//! Loading of the optional TOML configuration file.

use std::{fs, path::Path};

use anyhow::{bail, Context, Result};
use liquid_sandbox_core::LiquidTuning;
use liquid_sandbox_rendering::WaterPalette;
use serde::Deserialize;

/// Contents of a sandbox configuration file.
///
/// Every section is optional; missing knobs keep their defaults.
#[derive(Clone, Debug, Default, Deserialize, PartialEq)]
#[serde(default, deny_unknown_fields)]
pub(crate) struct SandboxConfig {
    /// Tuning of every liquid subsystem, under `[tuning.*]`.
    pub(crate) tuning: LiquidTuning,
    /// Presentation settings, under `[render]`.
    pub(crate) render: RenderConfig,
}

/// Presentation settings for exported frames.
#[derive(Clone, Debug, Deserialize, PartialEq)]
#[serde(default, deny_unknown_fields)]
pub(crate) struct RenderConfig {
    pub(crate) pixels_per_cell: u32,
}

impl Default for RenderConfig {
    fn default() -> Self {
        Self {
            pixels_per_cell: WaterPalette::default().pixels_per_cell,
        }
    }
}

impl RenderConfig {
    pub(crate) fn palette(&self) -> WaterPalette {
        WaterPalette {
            pixels_per_cell: self.pixels_per_cell,
            ..WaterPalette::default()
        }
    }
}

/// Reads and validates a configuration file.
pub(crate) fn load(path: &Path) -> Result<SandboxConfig> {
    let contents = fs::read_to_string(path)
        .with_context(|| format!("failed to read config file {}", path.display()))?;
    parse(&contents).with_context(|| format!("invalid config file {}", path.display()))
}

/// Parses and validates configuration text.
pub(crate) fn parse(contents: &str) -> Result<SandboxConfig> {
    let config: SandboxConfig =
        toml::from_str(contents).context("failed to parse sandbox configuration")?;
    if let Err(error) = config.tuning.validate() {
        bail!("tuning rejected: {error}");
    }
    if config.render.pixels_per_cell == 0 {
        bail!("render.pixels_per_cell must be greater than zero");
    }
    Ok(config)
}

#[cfg(test)]
mod tests {
    use super::*;

    #[test]
    fn empty_file_yields_defaults() {
        let config = parse("").expect("empty config parses");
        assert_eq!(config, SandboxConfig::default());
    }

    #[test]
    fn partial_sections_override_only_named_knobs() {
        let config = parse(
            r#"
            [tuning.splash]
            seed = 99

            [tuning.absorption]
            check_interval_ms = 50

            [render]
            pixels_per_cell = 2
            "#,
        )
        .expect("partial config parses");

        assert_eq!(config.tuning.splash.seed, 99);
        assert_eq!(config.tuning.absorption.check_interval_ms, 50);
        assert_eq!(
            config.tuning.flow,
            liquid_sandbox_core::FlowTuning::default()
        );
        assert_eq!(config.render.palette().pixels_per_cell, 2);
    }

    #[test]
    fn invalid_tuning_is_rejected() {
        let error = parse(
            r#"
            [tuning.solids]
            refresh_interval_ms = 0
            "#,
        )
        .expect_err("zero interval must be rejected");
        assert!(format!("{error:#}").contains("solids.refresh_interval_ms"));
    }

    #[test]
    fn unknown_sections_are_rejected() {
        assert!(parse("[physics]\ngravity = 3.0\n").is_err());
    }

    #[test]
    fn missing_files_report_their_path() {
        let error = load(Path::new("/nonexistent/sandbox.toml")).expect_err("missing file");
        assert!(format!("{error:#}").contains("/nonexistent/sandbox.toml"));
    }
}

○ ○ ○ ○ ○

● Work request:
Output each line of the material exactly as it was written above.

● Answer space:
//! Loading of the optional TOML configuration file.

use std::{fs, path::Path};

use anyhow::{bail, Context, Result};
use liquid_sandbox_core::LiquidTuning;
use liquid_sandbox_rendering::WaterPalette;
use serde::Deserialize;

/// Contents of a sandbox configuration file.
///
/// Every section is optional; missing knobs keep their defaults.
#[derive(Clone, Debug, Default, Deserialize, PartialEq)]
#[serde(default, deny_unknown_fields)]
pub(crate) struct SandboxConfig {
    /// Tuning of every liquid subsystem, under `[tuning.*]`.
    pub(crate) tuning: LiquidTuning,
    /// Presentation settings, under `[render]`.
    pub(crate) render: RenderConfig,
}

/// Presentation settings for exported frames.
#[derive(Clone, Debug, Deserialize, PartialEq)]
#[serde(default, deny_unknown_fields)]
pub(crate) struct RenderConfig {
    pub(crate) pixels_per_cell: u32,
}

impl Default for RenderConfig {
    fn default() -> Self {
        Self {
            pixels_per_cell: WaterPalette::default().pixels_per_cell,
        }
    }
}

impl RenderConfig {
    pub(crate) fn palette(&self) -> WaterPalette {
        WaterPalette {
            pixels_per_cell: self.pixels_per_cell,
            ..WaterPalette::default()
        }
    }
}

/// Reads and validates a configuration file.
pub(crate) fn load(path: &Path) -> Result<SandboxConfig> {
    let contents = fs::read_to_string(path)
        .with_context(|| format!("failed to read config file {}", path.display()))?;
    parse(&contents).with_context(|| format!("invalid config file {}", path.display()))
}

/// Parses and validates configuration text.
pub(crate) fn parse(contents: &str) -> Result<SandboxConfig> {
    let config: SandboxConfig =
        toml::from_str(contents).context("failed to parse sandbox configuration")?;
    if let Err(error) = config.tuning.validate() {
        bail!("tuning rejected: {error}");
    }
    if config.render.pixels_per_cell == 0 {
        bail!("render.pixels_per_cell must be greater than zero");
    }
    Ok(config)
}

#[cfg(test)]
mod tests {
    use super::*;

    #[test]
    fn empty_file_yields_defaults() {
        let config = parse("").expect("empty config parses");
        assert_eq!(config, SandboxConfig::default());
    }

    #[test]
    fn partial_sections_override_only_named_knobs() {
        let config = parse(
            r#"
            [tuning.splash]
            seed = 99

            [tuning.absorption]
            check_interval_ms = 50

            [render]
            pixels_per_cell = 2
            "#,
        )
        .expect("partial config parses");

        assert_eq!(config.tuning.splash.seed, 99);
        assert_eq!(config.tuning.absorption.check_interval_ms, 50);
        assert_eq!(
            config.tuning.flow,
            liquid_sandbox_core::FlowTuning::default()
        );
        assert_eq!(config.render.palette().pixels_per_cell, 2);
    }

    #[test]
    fn invalid_tuning_is_rejected() {
        let error = parse(
            r#"
            [tuning.solids]
            refresh_interval_ms = 0
            "#,
        )
        .expect_err("zero interval must be rejected");
        assert!(format!("{error:#}").contains("solids.refresh_interval_ms"));
    }

    #[test]
    fn unknown_sections_are_rejected() {
        assert!(parse("[physics]\ngravity = 3.0\n").is_err());
    }

    #[test]
    fn missing_files_report_their_path() {
        let error = load(Path::new("/nonexistent/sandbox.toml")).expect_err("missing file");
        assert!(format!("{error:#}").contains("/nonexistent/sandbox.toml"));
    }
}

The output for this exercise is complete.